Present the lines below again, exactly as they stand.
── Supplied entries
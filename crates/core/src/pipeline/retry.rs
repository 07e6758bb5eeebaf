//! Authorization-retry state machine
//!
//! Tracks one original call through `Sending -> Renewing -> Resending`.
//! The bound counts every dispatch of the call, the first one included.
//! Once any redispatch has happened, reaching the bound is terminal whatever
//! the last status was.

/// Where a call is in the protocol
#[derive(Debug, Clone, Copy, PartialEq, Eq)]
pub enum RetryState {
    /// First dispatch in flight
    Sending,
    /// Waiting on a token renewal
    Renewing,
    /// A redispatch after renewal is in flight
    Resending,
    /// A response is being handed to normal processing
    Delivered,
    /// Bound reached; the call fails as unauthorized
    Exhausted,
}

/// What the caller does with the latest response
#[derive(Debug, Clone, Copy, PartialEq, Eq)]
pub enum RetryDecision {
    Deliver,
    Renew,
    Exhausted,
}

#[derive(Debug, Clone)]
pub struct AuthRetry {
    max_attempts: u32,
    attempts: u32,
    state: RetryState,
}

impl AuthRetry {
    /// `max_attempts` is clamped to at least one dispatch.
    pub fn new(max_attempts: u32) -> Self {
        Self { max_attempts: max_attempts.max(1), attempts: 0, state: RetryState::Sending }
    }

    /// Count a dispatch about to go out.
    pub fn record_dispatch(&mut self) {
        self.attempts += 1;
        self.state = if self.attempts == 1 { RetryState::Sending } else { RetryState::Resending };
    }

    /// Feed the status of the dispatch just recorded.
    pub fn observe(&mut self, unauthorized: bool) -> RetryDecision {
        let at_bound = self.attempts >= self.max_attempts;
        let decision = if !unauthorized && !(self.has_retried() && at_bound) {
            RetryDecision::Deliver
        } else if at_bound {
            RetryDecision::Exhausted
        } else {
            RetryDecision::Renew
        };

        self.state = match decision {
            RetryDecision::Deliver => RetryState::Delivered,
            RetryDecision::Renew => RetryState::Renewing,
            RetryDecision::Exhausted => RetryState::Exhausted,
        };
        decision
    }

    /// Renewal left nothing to redispatch with.
    pub fn exhaust(&mut self) {
        self.state = RetryState::Exhausted;
    }

    pub fn attempts(&self) -> u32 {
        self.attempts
    }

    pub fn max_attempts(&self) -> u32 {
        self.max_attempts
    }

    pub fn state(&self) -> RetryState {
        self.state
    }

    pub fn has_retried(&self) -> bool {
        self.attempts > 1
    }
}

#[cfg(test)]
mod tests {
    use super::*;

    fn drive(retry: &mut AuthRetry, statuses: &[bool]) -> Vec<RetryDecision> {
        statuses
            .iter()
            .map(|unauthorized| {
                retry.record_dispatch();
                retry.observe(*unauthorized)
            })
            .collect()
    }

    #[test]
    fn first_success_is_delivered() {
        let mut retry = AuthRetry::new(5);
        assert_eq!(drive(&mut retry, &[false]), vec![RetryDecision::Deliver]);
        assert_eq!(retry.state(), RetryState::Delivered);
        assert!(!retry.has_retried());
    }

    #[test]
    fn always_unauthorized_exhausts_after_five_dispatches() {
        let mut retry = AuthRetry::new(5);
        let decisions = drive(&mut retry, &[true; 5]);

        assert_eq!(&decisions[..4], &[RetryDecision::Renew; 4]);
        assert_eq!(decisions[4], RetryDecision::Exhausted);
        assert_eq!(retry.attempts(), 5);
        assert_eq!(retry.state(), RetryState::Exhausted);
    }

    #[test]
    fn recovery_mid_retry_is_delivered() {
        let mut retry = AuthRetry::new(5);
        assert_eq!(drive(&mut retry, &[true, false]), vec![RetryDecision::Renew, RetryDecision::Deliver]);
        assert!(retry.has_retried());
    }

    #[test]
    fn success_on_the_final_redispatch_is_still_terminal() {
        let mut retry = AuthRetry::new(5);
        let decisions = drive(&mut retry, &[true, true, true, true, false]);
        assert_eq!(decisions[4], RetryDecision::Exhausted);
    }

    #[test]
    fn bound_of_one_never_renews() {
        let mut retry = AuthRetry::new(0);
        assert_eq!(retry.max_attempts(), 1);
        assert_eq!(drive(&mut retry, &[true]), vec![RetryDecision::Exhausted]);

        let mut retry = AuthRetry::new(1);
        assert_eq!(drive(&mut retry, &[false]), vec![RetryDecision::Deliver]);
    }
}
────
Result of the task:
filename crates/core/src/pipeline/retry.rs
repository 07e6758bb5eeebaf
//! Authorization-retry state machine
//!
//! Tracks one original call through `Sending -> Renewing -> Resending`.
//! The bound counts every dispatch of the call, the first one included.
//! Once any redispatch has happened, reaching the bound is terminal whatever
//! the last status was.

/// Where a call is in the protocol
#[derive(Debug, Clone, Copy, PartialEq, Eq)]
pub enum RetryState {
    /// First dispatch in flight
    Sending,
    /// Waiting on a token renewal
    Renewing,
    /// A redispatch after renewal is in flight
    Resending,
    /// A response is being handed to normal processing
    Delivered,
    /// Bound reached; the call fails as unauthorized
    Exhausted,
}

/// What the caller does with the latest response
#[derive(Debug, Clone, Copy, PartialEq, Eq)]
pub enum RetryDecision {
    Deliver,
    Renew,
    Exhausted,
}

#[derive(Debug, Clone)]
pub struct AuthRetry {
    max_attempts: u32,
    attempts: u32,
    state: RetryState,
}

impl AuthRetry {
    /// `max_attempts` is clamped to at least one dispatch.
    pub fn new(max_attempts: u32) -> Self {
        Self { max_attempts: max_attempts.max(1), attempts: 0, state: RetryState::Sending }
    }

    /// Count a dispatch about to go out.
    pub fn record_dispatch(&mut self) {
        self.attempts += 1;
        self.state = if self.attempts == 1 { RetryState::Sending } else { RetryState::Resending };
    }

    /// Feed the status of the dispatch just recorded.
    pub fn observe(&mut self, unauthorized: bool) -> RetryDecision {
        let at_bound = self.attempts >= self.max_attempts;
        let decision = if !unauthorized && !(self.has_retried() && at_bound) {
            RetryDecision::Deliver
        } else if at_bound {
            RetryDecision::Exhausted
        } else {
            RetryDecision::Renew
        };

        self.state = match decision {
            RetryDecision::Deliver => RetryState::Delivered,
            RetryDecision::Renew => RetryState::Renewing,
            RetryDecision::Exhausted => RetryState::Exhausted,
        };
        decision
    }

    /// Renewal left nothing to redispatch with.
    pub fn exhaust(&mut self) {
        self.state = RetryState::Exhausted;
    }

    pub fn attempts(&self) -> u32 {
        self.attempts
    }

    pub fn max_attempts(&self) -> u32 {
        self.max_attempts
    }

    pub fn state(&self) -> RetryState {
        self.state
    }

    pub fn has_retried(&self) -> bool {
        self.attempts > 1
    }
}

#[cfg(test)]
mod tests {
    use super::*;

    fn drive(retry: &mut AuthRetry, statuses: &[bool]) -> Vec<RetryDecision> {
        statuses
            .iter()
            .map(|unauthorized| {
                retry.record_dispatch();
                retry.observe(*unauthorized)
            })
            .collect()
    }

    #[test]
    fn first_success_is_delivered() {
        let mut retry = AuthRetry::new(5);
        assert_eq!(drive(&mut retry, &[false]), vec![RetryDecision::Deliver]);
        assert_eq!(retry.state(), RetryState::Delivered);
        assert!(!retry.has_retried());
    }

    #[test]
    fn always_unauthorized_exhausts_after_five_dispatches() {
        let mut retry = AuthRetry::new(5);
        let decisions = drive(&mut retry, &[true; 5]);

        assert_eq!(&decisions[..4], &[RetryDecision::Renew; 4]);
        assert_eq!(decisions[4], RetryDecision::Exhausted);
        assert_eq!(retry.attempts(), 5);
        assert_eq!(retry.state(), RetryState::Exhausted);
    }

    #[test]
    fn recovery_mid_retry_is_delivered() {
        let mut retry = AuthRetry::new(5);
        assert_eq!(drive(&mut retry, &[true, false]), vec![RetryDecision::Renew, RetryDecision::Deliver]);
        assert!(retry.has_retried());
    }

    #[test]
    fn success_on_the_final_redispatch_is_still_terminal() {
        let mut retry = AuthRetry::new(5);
        let decisions = drive(&mut retry, &[true, true, true, true, false]);
        assert_eq!(decisions[4], RetryDecision::Exhausted);
    }

    #[test]
    fn bound_of_one_never_renews() {
        let mut retry = AuthRetry::new(0);
        assert_eq!(retry.max_attempts(), 1);
        assert_eq!(drive(&mut retry, &[true]), vec![RetryDecision::Exhausted]);

        let mut retry = AuthRetry::new(1);
        assert_eq!(drive(&mut retry, &[false]), vec![RetryDecision::Deliver]);
    }
}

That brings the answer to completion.